I don't think anyone will make the suggestion that Stephen Strasburg is hurt. He experienced forearm tightness a little over a week ago, but outside of that, he has been healthy and left to pitch as long as he wants (or as long as he can). However, those who watch Strasburg should see a noticeable difference in how the young pitcher looks versus seasons past. And as much as the Nationals' would never admit it, the reason could be as simple as too much rest.
Doctors and GMs around the league are starting to recognize the importance of preserving pitchers' arms for the long-term. Doing so, though, is not always popular. As in Strasburg's case, shutting a player down early when they are completely healthy quickly becomes a polarizing topic. Yet, most doctors agreed the Nationals were doing the right thing in easing Strasburg back from Tommy John surgery. The team did the same thing with Jordan Zimermann. However, it's possible that the Nationals exercised too much caution with Strasburg, and now his mechanics are off.
A quick look at his standard numbers reveals a decent line (outside wins/losses). Strasburg is 1-4 with a 3.45 ERA in seven starts this season. However, he has not looked dominant since his first start this season. In fact, there have been times where Strasburg even looked wild. Yet, his BB/9 (walks per none innings) are actually down compared with last year. So what is it then? What is causing Strasburg's struggles and keeping him from being the dominant pitcher we know he can be?
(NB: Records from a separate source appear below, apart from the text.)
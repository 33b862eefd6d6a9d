//! ---
//! ems_section: "11-simulation"
//! ems_subsection: "01-bootstrap"
//! ems_type: "source"
//! ems_scope: "code"
//! ems_description: "Test harness for the participant runtime and shared exports."
//! ems_version: "v0.0.0-prealpha"
//! ems_owner: "tbd"
//! ---
//! Deterministic collaborators for exercising the participant core without a
//! network or real timers: an in-process coordinator, a scheduler that only
//! records delays, a pinned clock and scripted decision hooks.

pub mod clock;
pub mod handlers;
pub mod scheduler;
pub mod vtn;

pub use clock::FixedClock;
pub use handlers::ScriptedHandler;
pub use scheduler::RecordingScheduler;
pub use vtn::{SimulatedVtn, VtnSettings};
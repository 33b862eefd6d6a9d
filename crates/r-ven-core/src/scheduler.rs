//! ---
//! ems_section: "01-core-functionality"
//! ems_subsection: "module"
//! ems_type: "source"
//! ems_scope: "code"
//! ems_description: "Event reconciliation and registration lifecycle."
//! ems_version: "v0.0.0-prealpha"
//! ems_owner: "tbd"
//! ---
use std::time::Duration;

use async_trait::async_trait;

/// Suspension primitive used between lifecycle steps.
#[async_trait]
pub trait Scheduler: Send + Sync {
    async fn sleep(&self, duration: Duration);
}

/// Scheduler backed by the tokio timer.
#[derive(Debug, Clone, Copy, Default)]
pub struct TokioScheduler;

#[async_trait]
impl Scheduler for TokioScheduler {
    async fn sleep(&self, duration: Duration) {
        if !duration.is_zero() {
            tokio::time::sleep(duration).await;
        }
    }
}

#[cfg(test)]
mod tests {
    use super::*;

    #[tokio::test(start_paused = true)]
    async fn tokio_scheduler_waits_for_the_full_delay() {
        let started = tokio::time::Instant::now();
        TokioScheduler.sleep(Duration::from_secs(60)).await;
        assert!(started.elapsed() >= Duration::from_secs(60));
    }
}
//! ---
//! ems_section: "15-testing-qa-runbook"
//! ems_subsection: "integration-tests"
//! ems_type: "source"
//! ems_scope: "code"
//! ems_description: "Integration and validation tests for the R-VEN stack."
//! ems_version: "v0.0.0-prealpha"
//! ems_owner: "tbd"
//! ---
use std::sync::Arc;
use std::time::Duration;

use chrono::{TimeZone, Utc};
use r_ven_core::EventReconciler;
use r_ven_msg::{
    ActivePeriod, Event, EventBatch, EventStatus, OptType, ResponseDescriptor, ResponseRequired,
};
use r_ven_testharness::{FixedClock, ScriptedHandler};

fn clock() -> Arc<FixedClock> {
    Arc::new(FixedClock::new(
        Utc.with_ymd_and_hms(2026, 6, 1, 8, 0, 0).unwrap(),
    ))
}

fn event(clock: &FixedClock, id: &str, revision: u32, status: &str) -> Event {
    use r_ven_common::Clock;

    let status = match status {
        "far" => EventStatus::Far,
        "near" => EventStatus::Near,
        "active" => EventStatus::Active,
        "completed" => EventStatus::Completed,
        _ => EventStatus::Cancelled,
    };
    Event::new(
        id,
        revision,
        status,
        ActivePeriod::new(clock.now() + chrono::Duration::minutes(30), Duration::from_secs(3600)),
    )
}

fn batch(request_id: &str, events: Vec<Event>) -> EventBatch {
    EventBatch {
        request_id: request_id.into(),
        vtn_id: Some("MyVTN".into()),
        events,
    }
}

#[tokio::test]
async fn single_far_event_produces_reference_response() {
    let clock = clock();
    let handler = Arc::new(ScriptedHandler::new(OptType::OptIn));
    let mut reconciler = EventReconciler::new(handler).with_clock(clock.clone());

    let responses = reconciler
        .reconcile(&batch("req-42", vec![event(&clock, "e1", 0, "far")]))
        .await;

    assert_eq!(
        responses,
        [ResponseDescriptor {
            event_id: "e1".into(),
            modification_number: 0,
            opt_type: OptType::OptIn,
            response_code: 200,
            response_description: "OK".into(),
            request_id: "req-42".into(),
        }]
    );
}

#[tokio::test]
async fn redelivery_is_idempotent_and_revisions_replace() {
    let clock = clock();
    let handler = Arc::new(
        ScriptedHandler::new(OptType::OptIn).on_update("e1", Some(OptType::OptOut)),
    );
    let mut reconciler = EventReconciler::new(handler.clone()).with_clock(clock.clone());

    let first = reconciler
        .reconcile(&batch("r1", vec![event(&clock, "e1", 0, "far")]))
        .await;
    let again = reconciler
        .reconcile(&batch("r2", vec![event(&clock, "e1", 0, "far")]))
        .await;
    assert_eq!(first[0].opt_type, again[0].opt_type);
    assert_eq!(handler.total_calls(), 1);

    let revised = reconciler
        .reconcile(&batch("r3", vec![event(&clock, "e1", 1, "near")]))
        .await;
    assert_eq!(revised[0].opt_type, OptType::OptOut);
    assert_eq!(reconciler.state().decision("e1"), Some(OptType::OptOut));
    assert_eq!(handler.on_update_calls(), [("e1".to_owned(), 1)]);
}

#[tokio::test]
async fn completed_event_is_forgotten_and_decided_afresh() {
    let clock = clock();
    let handler = Arc::new(ScriptedHandler::default());
    let mut reconciler = EventReconciler::new(handler.clone()).with_clock(clock.clone());

    reconciler
        .reconcile(&batch("r1", vec![event(&clock, "e1", 2, "completed")]))
        .await;
    reconciler
        .reconcile(&batch("r2", vec![event(&clock, "e1", 2, "completed")]))
        .await;

    assert_eq!(
        handler.on_event_calls(),
        [("e1".to_owned(), 2), ("e1".to_owned(), 2)]
    );
    assert!(reconciler.state().tracked_event("e1").is_none());
}

#[tokio::test]
async fn batch_without_required_responses_is_silent() {
    let clock = clock();
    let mut reconciler =
        EventReconciler::new(Arc::new(ScriptedHandler::default())).with_clock(clock.clone());

    let responses = reconciler
        .reconcile(&batch(
            "r1",
            vec![
                event(&clock, "e1", 0, "far").with_response_required(ResponseRequired::Never),
                event(&clock, "e2", 0, "near").with_response_required(ResponseRequired::Never),
            ],
        ))
        .await;

    assert!(responses.is_empty());
}

#[tokio::test]
async fn default_update_hook_resubmits_prior_decision() {
    let clock = clock();
    let handler = Arc::new(ScriptedHandler::new(OptType::OptOut));
    let mut reconciler = EventReconciler::new(handler.clone()).with_clock(clock.clone());

    reconciler
        .reconcile(&batch("r1", vec![event(&clock, "e1", 0, "far")]))
        .await;
    for revision in 1..=3 {
        let responses = reconciler
            .reconcile(&batch("rN", vec![event(&clock, "e1", revision, "far")]))
            .await;
        assert_eq!(responses[0].opt_type, OptType::OptOut);
        assert_eq!(responses[0].modification_number, revision);
    }
    assert_eq!(handler.on_event_calls().len(), 1);
}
Strasburg relies on his fourseam fastball. He throws that pitch more than any other. He admittedly is trying not to strike players out as more, so we shouldn't be concerned with the lower K/9 (strikeouts per nine innings) ratio. However, as Strasburg pitches to contact more, his fourseam fastball becomes increasingly important. This is the fastball that has little to no movement. Placement and velocity are key when throwing this pitch.
Let's take a look at some outcomes this season with Strasburg's fourseam fastball courtesy of Brooks Baseball.
We can see that Strasburg gives up the most home runs with his two fastball-type pitches, the sinker and the fourseam. That's not surprising. However, when we delve deeper, the fourseam fastball quickly becomes the culprit for some of Strasburg's troubles with keeping the ball in the park. Here are his HR% by year for the fourseam fastball:
2011: 0.00% (Tommy John year)
Strasburg is only seven starts into the 2013 season, but his HR% on the fourseam fastball is troubling. And it's not hard to see where part of the problem lies. Here are Strasburg's average velocities with the fourseam over his four Major League seasons:
2010: 98.26 mph
2011: 96.85 mph (Tommy John year)
2012: 96.60 mph
2013: 96.27 mph
After a player undergoes Tommy John surgery, they generally see a reduction in fastball velocity. However, Strasburg returned from the surgery in September of 2011. He got a couple starts under his belt and was still averaging close to 97 mph. In 2012, we saw the velocity continue to drop. Then this season, it is at it's lowest point ever. And keep in mind, we are now 2 1/2 years removed from Strasburg's surgery.
At this point, you may simply be saying this is a product of who Strasburg is now. That may be true. He may simply have less velocity because of the surgery, and he will have to find a way to work with that reduced velocity. However, there is another part to this story. His release point. As suggested at the beginning of this article, Strasburg's problems are likely not injury-related, but could be mechanics-related.
Here is a graph of Strasburg's vertical release point over the years:
From an original release point average of about 6.28 feet to a peak height of about 6.32 feet, Strasburg is now releasing the ball at about 6.14 feet. That's a pretty drastic reduction is vertical release point, and may be indicative of some mechanical issues Strasburg needs to work through.
We will never know for sure if Strasburg has been adversely affected by the extra rest he got after his Tommy John surgery. It's is possible that shutting him down early last season prevented further injury. However, it seems at this point worth considering that the extra rest threw off Strasburg's mechanics.
Fortunately, mechanics are often repairable. Another injury would have been far more devastating.